Tuesday, October 26, 2010

2010 Season Preview Minnesota Timberwolves

It's time for the Love in the Time of LeBron 2010 Season Team Previews. You know how we do. Next up, the lovable loser, the Minnesota Timberwolves

Classification
A Terrible Team With A Ton Of Potential

Why We Care
We shouldn't. Despite New Jersey's nearly historically terrible record, Minnesota was clearly the worst team in the league last year. They were worse than the Nets, and that says something. That said, we feel optimism. There is something about bottoming out that makes it feel like things have to get better. Kevin Love has all the talent in the world and his break-out seems inevitable. We're bullish on a Beasley bounce-back and honestly expect a blossoming at the Minnesota wings. Wayne Ellington is a sentimental favorite around these parts, and he seems primed to make that big second-year jump in a dramatic passion. I love watching teams get better, and I think it would be hard for the Timberwolves to be worse.

Significant Beards
Maurice Ager: Landing strip. Clearance refused.
Michael Beasley: Hanging goatee. Why bother?
Corey Brewer: Stubbly and shadowy. Charming.
Wayne Ellington: Magiciany little ‘stache and goatee. Both really need to disappear in a puff of smoke.
Lazar Haywood: Standard but successful goatee. Approved.
Kevin Love: The most earnest goatee ever.
Sebastian Telfair: Scraggly... yet completely flat. How? Why?
Martell Webster: Underchin patch. Sweat-catcher?

Guiding Text
Pale Fire

If They Were A Terrible Sports Franchise They Would Be...
The Minnesota Timberwolves

LeBron on the Timberwolves
The counted the ballots one at a time. Taking each one out of the box and reading them aloud. Kevin diligently put a mark next to the appropriate name on the whiteboard in the back of the room. There were three whiteboards in the room. The one on the front had a diagrammed play. The one one on the side of the room was laid out into a grid, an elaborate scouting report, lovingly prepared by some assistant who put great care into his handwriting. The players seldom read the board scouting report, preferring, when they read the reports at all, to look at a hard copy. The paper reports are quite good, but the board report has a graphical aspect to it that’s compelling: the different colored markers providing an extra dimension of represented knowledge. The handwriting was truly lovely.

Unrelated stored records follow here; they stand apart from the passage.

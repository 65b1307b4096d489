//! Cartback CLI
//!
//! Command-line interface for a running Cartback server:
//! - List, log and recover abandoned carts
//! - List campaigns and change their status
//! - Print dashboard stats
//! - Seed demo data
//! - Print a default config file

use anyhow::{bail, Context};
use clap::{Parser, Subcommand, ValueEnum};
use serde_json::Value;
use std::path::PathBuf;

#[derive(Parser)]
#[command(name = "cartback-cli")]
#[command(version = env!("CARGO_PKG_VERSION"))]
#[command(about = "Cart-abandonment recovery from the command line")]
pub struct Cli {
    #[command(subcommand)]
    pub command: Commands,

    /// API server URL
    #[arg(long, default_value = "http://localhost:8090", global = true)]
    pub api_url: String,

    /// Output format
    #[arg(short, long, value_enum, default_value_t = OutputFormat::Table, global = true)]
    pub format: OutputFormat,
}

#[derive(Clone, Copy, PartialEq, Eq, ValueEnum)]
pub enum OutputFormat {
    Table,
    Json,
}

#[derive(Subcommand)]
pub enum Commands {
    /// Show server status
    Status,

    /// Abandoned carts
    Carts {
        #[command(subcommand)]
        command: CartCommand,
    },

    /// Recovery campaigns
    Campaigns {
        #[command(subcommand)]
        command: CampaignCommand,
    },

    /// Print dashboard stat cards
    Stats,

    /// Seed demo carts and campaigns
    Demo {
        /// Number of carts to generate
        #[arg(short, long, default_value = "10")]
        count: usize,
        /// Also insert the stock campaigns
        #[arg(long)]
        campaigns: bool,
    },

    /// Generate default config file
    Config {
        /// Output path (default: stdout)
        #[arg(short, long)]
        output: Option<PathBuf>,
    },
}

#[derive(Subcommand)]
pub enum CartCommand {
    /// List carts
    List {
        /// Only recovered (true) or unrecovered (false) carts
        #[arg(long)]
        recovered: Option<bool>,
        /// Only carts of this customer
        #[arg(long)]
        email: Option<String>,
    },
    /// Log an abandoned cart
    Add {
        /// Customer email
        email: String,
        /// Items as id:name:price:quantity
        #[arg(short, long, required = true)]
        item: Vec<String>,
    },
    /// Mark a cart as recovered
    Recover {
        /// Cart id
        id: String,
    },
}

#[derive(Subcommand)]
pub enum CampaignCommand {
    /// List campaigns
    List {
        /// active, draft or archived
        #[arg(long)]
        status: Option<String>,
    },
    /// Change a campaign's status
    Status {
        /// Campaign id
        id: String,
        /// active, draft or archived
        status: String,
    },
}

#[tokio::main]
async fn main() -> anyhow::Result<()> {
    let cli = Cli::parse();
    let client = reqwest::Client::new();
    let api = cli.api_url.trim_end_matches('/');

    match cli.command {
        Commands::Status => {
            let response = client
                .get(format!("{}/health", api))
                .send()
                .await
                .with_context(|| {
                    format!(
                        "Cannot connect to Cartback API at {} (is `cargo run --bin cartback` running?)",
                        api
                    )
                })?;
            let health = read_json(response).await?;

            if cli.format == OutputFormat::Json {
                return print_json(&health);
            }

            println!("Cartback v{}", env!("CARGO_PKG_VERSION"));
            println!();
            println!("API Status: {}", health["status"].as_str().unwrap_or("unknown"));
            println!("Store: {}", health["store"].as_str().unwrap_or("unknown"));
            println!(
                "WebSocket connections: {}",
                health["connections"].as_u64().unwrap_or(0)
            );
            if let Some(uptime) = health["uptime_seconds"].as_u64() {
                println!("Uptime: {}", format_duration(uptime));
            }
        }

        Commands::Carts { command } => match command {
            CartCommand::List { recovered, email } => {
                let mut query = Vec::new();
                if let Some(recovered) = recovered {
                    query.push(("recovered", recovered.to_string()));
                }
                if let Some(email) = email {
                    query.push(("user_email", email));
                }

                let response = client
                    .get(format!("{}/api/v1/carts", api))
                    .query(&query)
                    .send()
                    .await?;
                let data = read_json(response).await?;

                match cli.format {
                    OutputFormat::Json => print_json(&data)?,
                    OutputFormat::Table => print_carts(&data),
                }
            }
            CartCommand::Add { email, item } => {
                let items = item
                    .iter()
                    .map(|raw| parse_item(raw))
                    .collect::<anyhow::Result<Vec<_>>>()?;

                let response = client
                    .post(format!("{}/api/v1/carts", api))
                    .json(&serde_json::json!({ "user_email": email, "items": items }))
                    .send()
                    .await?;
                let cart = read_json(response).await?;

                match cli.format {
                    OutputFormat::Json => print_json(&cart)?,
                    OutputFormat::Table => println!(
                        "Logged cart {} ({}) for {}",
                        cart["id"].as_str().unwrap_or("-"),
                        format_money(cart["cart_value"].as_f64().unwrap_or(0.0)),
                        email
                    ),
                }
            }
            CartCommand::Recover { id } => {
                let response = client
                    .post(format!("{}/api/v1/carts/{}/recover", api, id))
                    .send()
                    .await?;
                let cart = read_json(response).await?;

                match cli.format {
                    OutputFormat::Json => print_json(&cart)?,
                    OutputFormat::Table => println!("Cart {} marked as recovered", id),
                }
            }
        },

        Commands::Campaigns { command } => match command {
            CampaignCommand::List { status } => {
                let mut request = client.get(format!("{}/api/v1/campaigns", api));
                if let Some(status) = status {
                    request = request.query(&[("status", status)]);
                }
                let data = read_json(request.send().await?).await?;

                match cli.format {
                    OutputFormat::Json => print_json(&data)?,
                    OutputFormat::Table => print_campaigns(&data),
                }
            }
            CampaignCommand::Status { id, status } => {
                let response = client
                    .put(format!("{}/api/v1/campaigns/{}/status", api, id))
                    .json(&serde_json::json!({ "status": status.to_lowercase() }))
                    .send()
                    .await?;
                let campaign = read_json(response).await?;

                match cli.format {
                    OutputFormat::Json => print_json(&campaign)?,
                    OutputFormat::Table => println!(
                        "Campaign \"{}\" is now {}",
                        campaign["name"].as_str().unwrap_or("-"),
                        campaign["status"].as_str().unwrap_or("-")
                    ),
                }
            }
        },

        Commands::Stats => {
            let response = client.get(format!("{}/api/v1/dashboard", api)).send().await?;
            let dashboard = read_json(response).await?;

            match cli.format {
                OutputFormat::Json => print_json(&dashboard)?,
                OutputFormat::Table => print_stats(&dashboard),
            }
        }

        Commands::Demo { count, campaigns } => {
            let response = client
                .post(format!("{}/api/v1/demo/carts", api))
                .json(&serde_json::json!({ "count": count }))
                .send()
                .await?;
            let carts = read_json(response).await?;
            println!("Created {} demo carts", carts["created"].as_u64().unwrap_or(0));

            if campaigns {
                let response = client
                    .post(format!("{}/api/v1/demo/campaigns", api))
                    .send()
                    .await?;
                let created = read_json(response).await?;
                println!(
                    "Created {} demo campaigns",
                    created["created"].as_u64().unwrap_or(0)
                );
            }
        }

        Commands::Config { output } => {
            let config = cartback::config::generate_default_config();

            match output {
                Some(path) => {
                    // Create parent directory if needed
                    if let Some(parent) = path.parent() {
                        std::fs::create_dir_all(parent)?;
                    }
                    std::fs::write(&path, &config)?;
                    println!("Config written to {:?}", path);
                }
                None => {
                    print!("{}", config);
                }
            }
        }
    }

    Ok(())
}

/// Decode a JSON body, turning API errors into their message
async fn read_json(response: reqwest::Response) -> anyhow::Result<Value> {
    let status = response.status();
    let body: Value = response
        .json()
        .await
        .with_context(|| format!("Unreadable response ({})", status))?;

    if !status.is_success() {
        let message = body["error"]["message"]
            .as_str()
            .map(str::to_string)
            .unwrap_or_else(|| body.to_string());
        bail!("Request failed ({}): {}", status, message);
    }
    Ok(body)
}

fn print_json(value: &Value) -> anyhow::Result<()> {
    println!("{}", serde_json::to_string_pretty(value)?);
    Ok(())
}

/// Parse `id:name:price:quantity`; the name may itself contain colons
fn parse_item(raw: &str) -> anyhow::Result<Value> {
    let mut parts = raw.split(':');
    let id = parts.next().filter(|s| !s.is_empty());
    let quantity = parts.next_back();
    let price = parts.next_back();
    let name = parts.collect::<Vec<_>>().join(":");

    let (Some(id), Some(price), Some(quantity)) = (id, price, quantity) else {
        bail!("Invalid item '{}'. Use id:name:price:quantity", raw);
    };
    if name.is_empty() {
        bail!("Invalid item '{}'. Use id:name:price:quantity", raw);
    }

    let price: f64 = price
        .parse()
        .with_context(|| format!("Invalid price in '{}'", raw))?;
    let quantity: u32 = quantity
        .parse()
        .with_context(|| format!("Invalid quantity in '{}'", raw))?;

    Ok(serde_json::json!({
        "id": id,
        "name": name,
        "price": price,
        "quantity": quantity,
    }))
}

fn format_money(value: f64) -> String {
    format!("${:.2}", value)
}

fn format_duration(seconds: u64) -> String {
    if seconds < 60 {
        format!("{}s", seconds)
    } else if seconds < 3600 {
        format!("{}m {}s", seconds / 60, seconds % 60)
    } else if seconds < 86400 {
        format!("{}h {}m", seconds / 3600, (seconds % 3600) / 60)
    } else {
        format!("{}d {}h", seconds / 86400, (seconds % 86400) / 3600)
    }
}

fn print_carts(data: &Value) {
    let carts = data["carts"].as_array().map(Vec::as_slice).unwrap_or_default();
    if carts.is_empty() {
        println!("No abandoned carts yet.");
        println!();
        println!("Seed some with:");
        println!("  cartback-cli demo --count 20");
        return;
    }

    println!(
        "{:<36}  {:<28} {:>10} {:>5}  {:<13} {}",
        "ID", "Customer", "Value", "Items", "Status", "Abandoned"
    );
    println!("{}", "-".repeat(118));

    for cart in carts {
        let abandoned = cart["abandoned_at"]
            .as_str()
            .and_then(|s| chrono::DateTime::parse_from_rfc3339(s).ok())
            .map(|dt| dt.format("%Y-%m-%d %H:%M").to_string())
            .unwrap_or_else(|| "-".to_string());

        println!(
            "{:<36}  {:<28} {:>10} {:>5}  {:<13} {}",
            cart["id"].as_str().unwrap_or("-"),
            cart["user_email"].as_str().unwrap_or("-"),
            format_money(cart["cart_value"].as_f64().unwrap_or(0.0)),
            cart["item_count"].as_u64().unwrap_or(0),
            cart["status"].as_str().unwrap_or("-"),
            abandoned
        );
    }
    println!();
    println!("{} carts", data["total"].as_u64().unwrap_or(carts.len() as u64));
}

fn print_campaigns(data: &Value) {
    let campaigns = data["campaigns"]
        .as_array()
        .map(Vec::as_slice)
        .unwrap_or_default();
    if campaigns.is_empty() {
        println!("No campaigns defined yet.");
        return;
    }

    println!(
        "{:<36}  {:<32} {:<9} {:<14} {}",
        "ID", "Name", "Status", "Modified", "Channels"
    );
    println!("{}", "-".repeat(111));

    for campaign in campaigns {
        let channels = campaign["channels"]
            .as_array()
            .map(|c| {
                c.iter()
                    .filter_map(Value::as_str)
                    .collect::<Vec<_>>()
                    .join(", ")
            })
            .unwrap_or_default();

        println!(
            "{:<36}  {:<32} {:<9} {:<14} {}",
            campaign["id"].as_str().unwrap_or("-"),
            campaign["name"].as_str().unwrap_or("-"),
            campaign["status"].as_str().unwrap_or("-"),
            campaign["last_modified"].as_str().unwrap_or("-"),
            channels
        );
    }
}

fn print_stats(dashboard: &Value) {
    let cards = dashboard["cards"].as_array().map(Vec::as_slice).unwrap_or_default();

    for card in cards {
        let change = match card.get("change") {
            Some(change) if !change.is_null() => format!(
                "{} {} {}",
                if change["direction"] == "up" { "▲" } else { "▼" },
                change["value"].as_str().unwrap_or("-"),
                change["period"].as_str().unwrap_or("")
            ),
            _ => String::new(),
        };
        println!(
            "{:<20} {:>12}  {}",
            card["title"].as_str().unwrap_or("-"),
            card["value"].as_str().unwrap_or("-"),
            change
        );
    }

    if let Some(trend) = dashboard["trend"].as_array() {
        println!();
        println!("{:<6} {:>10} {:>10}", "Month", "Abandoned", "Recovered");
        for point in trend {
            println!(
                "{:<6} {:>10} {:>10}",
                point["name"].as_str().unwrap_or("-"),
                point["abandoned"].as_u64().unwrap_or(0),
                point["recovered"].as_u64().unwrap_or(0)
            );
        }
    }
}

#[cfg(test)]
mod tests {
    use super::*;

    #[test]
    fn test_parse_item() {
        let item = parse_item("p4:Laptop Stand: Pro:49.5:2").unwrap();
        assert_eq!(item["id"], "p4");
        assert_eq!(item["name"], "Laptop Stand: Pro");
        assert_eq!(item["price"], 49.5);
        assert_eq!(item["quantity"], 2);

        assert!(parse_item("p4:49.5:2").is_err());
        assert!(parse_item("p4:Stand:cheap:2").is_err());
    }

    #[test]
    fn test_format_duration() {
        assert_eq!(format_duration(59), "59s");
        assert_eq!(format_duration(3_700), "1h 1m");
        assert_eq!(format_duration(90_000), "1d 1h");
    }
}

Michael had three votes now. LeBron couldn’t understand it. He still only had the one: he saw the slip; it was his own handwriting. He didn’t get it. Kurt just stood on impassively. This was happening. There was a looping quality to the handwriting on the board: not extra flourishes but an overall tendency towards curves over lines. The letters were still thin, though the lines seemed thick. Kevin was saying something now. LeBron knew he should pay attention, but he didn’t. Couldn’t. It didn’t matter. Focusing takes a lot, and you can focus for years and never achieve anything but strain. Kevin’s words were just meaningless noise. He could hear them, if they chose, but they still wouldn’t have any meaning.

Rosetta Stone
This pretty much explains it.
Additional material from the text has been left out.